UEFA elite referee category is a referee category which represents the top classification of football referees in Europe. It belongs to the Union of European Football Associations (UEFA) and actually includes the most experienced referees in the global football.

Referees in this category are eligible to officiate the most important matches in UEFA club and international competitions, including the UEFA Champions League and UEFA European Championship.

== Overview ==
UEFA operates a hierarchical referee classification system designed to assess officials based on performance, experience, physical fitness, and consistency. This elite category represents the top tier of this system and consists of a limited number of highly experienced football referees from UEFA member associations who have demonstrated sustained excellence at both domestic and international level.

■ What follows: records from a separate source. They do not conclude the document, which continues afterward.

//! Base64 data URI transport encoding of the PNG output

use base64::Engine as _;
use base64::engine::general_purpose::STANDARD;
use drawpad_ipc::ExportFormat;
use painting::PixelBuffer;

use crate::{EncodeError, Encoded, FormatEncoder, encode_png, ignore_quality};

/// Prefix of every PNG data URI this crate writes
pub const PNG_DATA_URI_PREFIX: &str = "data:image/png;base64,";

/// Wrap PNG bytes as `data:image/png;base64,<payload>` (standard alphabet, `=` padded)
pub fn png_data_uri(png: &[u8]) -> String {
    let mut uri = String::with_capacity(PNG_DATA_URI_PREFIX.len() + png.len().div_ceil(3) * 4);
    uri.push_str(PNG_DATA_URI_PREFIX);
    STANDARD.encode_string(png, &mut uri);
    uri
}

/// Split a base64 data URI into its media type and decoded bytes
pub fn decode_data_uri(uri: &str) -> Result<(String, Vec<u8>), EncodeError> {
    let rest = uri
        .strip_prefix("data:")
        .ok_or_else(|| EncodeError::InvalidDataUri("missing data: scheme".into()))?;
    let (meta, payload) = rest
        .split_once(',')
        .ok_or_else(|| EncodeError::InvalidDataUri("missing payload separator".into()))?;
    let media_type = meta
        .strip_suffix(";base64")
        .ok_or_else(|| EncodeError::InvalidDataUri("not base64 encoded".into()))?;
    let bytes = STANDARD
        .decode(payload)
        .map_err(|e| EncodeError::InvalidDataUri(e.to_string()))?;
    Ok((media_type.to_string(), bytes))
}

#[derive(Debug, Clone, Copy, Default)]
pub struct Base64Writer;

impl FormatEncoder for Base64Writer {
    fn format(&self) -> ExportFormat {
        ExportFormat::Base64
    }

    fn encode(&self, buffer: &PixelBuffer, quality: Option<f32>) -> Result<Encoded, EncodeError> {
        ignore_quality(ExportFormat::Base64, quality);
        let png = encode_png(buffer)?;
        Ok(Encoded::Text(png_data_uri(&png)))
    }
}

#[cfg(test)]
mod tests {
    use super::*;
    use proptest::prelude::*;

    #[test]
    fn test_known_payload() {
        assert_eq!(png_data_uri(b"hi!?"), "data:image/png;base64,aGkhPw==");
    }

    #[test]
    fn test_writer_output_decodes_to_png() {
        let buffer = PixelBuffer::filled(3, 3, [7, 8, 9, 255]).unwrap();
        let text = Base64Writer.encode(&buffer, None).unwrap();
        let uri = text.as_text().unwrap();
        assert!(uri.starts_with(PNG_DATA_URI_PREFIX));

        let (media_type, bytes) = decode_data_uri(uri).unwrap();
        assert_eq!(media_type, "image/png");
        assert_eq!(bytes, encode_png(&buffer).unwrap());
    }

    #[test]
    fn test_rejects_malformed_uri() {
        assert!(decode_data_uri("image/png;base64,AAAA").is_err());
        assert!(decode_data_uri("data:image/png,AAAA").is_err());
        assert!(decode_data_uri("data:image/png;base64").is_err());
        assert!(decode_data_uri("data:image/png;base64,@@@").is_err());
    }

    proptest! {
        #[test]
        fn prop_data_uri_inverts(bytes in proptest::collection::vec(any::<u8>(), 1..512)) {
            let (media_type, decoded) = decode_data_uri(&png_data_uri(&bytes)).unwrap();
            prop_assert_eq!(media_type, "image/png");
            prop_assert_eq!(decoded, bytes);
        }
    }
}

Referees in the elite category are normally appointed to officiate:
- UEFA Champions League knockout-stage matches.
- UEFA Europa League and UEFA Conference League decisive fixtures.
- UEFA national team competitions, including the UEFA European Championship.

Match appointments are made by the UEFA Referees Committee following assessments by referee observers and performance analysis.

== Selection criteria ==
Promotion to the UEFA elite referee category is based on several factors, including:
- Consistently high performance evaluations in UEFA competitions
- Experience in top domestic leagues
- Physical fitness and technical competence
- Ability to manage high-pressure and high-profile matches

Referees are reviewed annually and may be promoted to or removed from the elite category depending on performance assessments.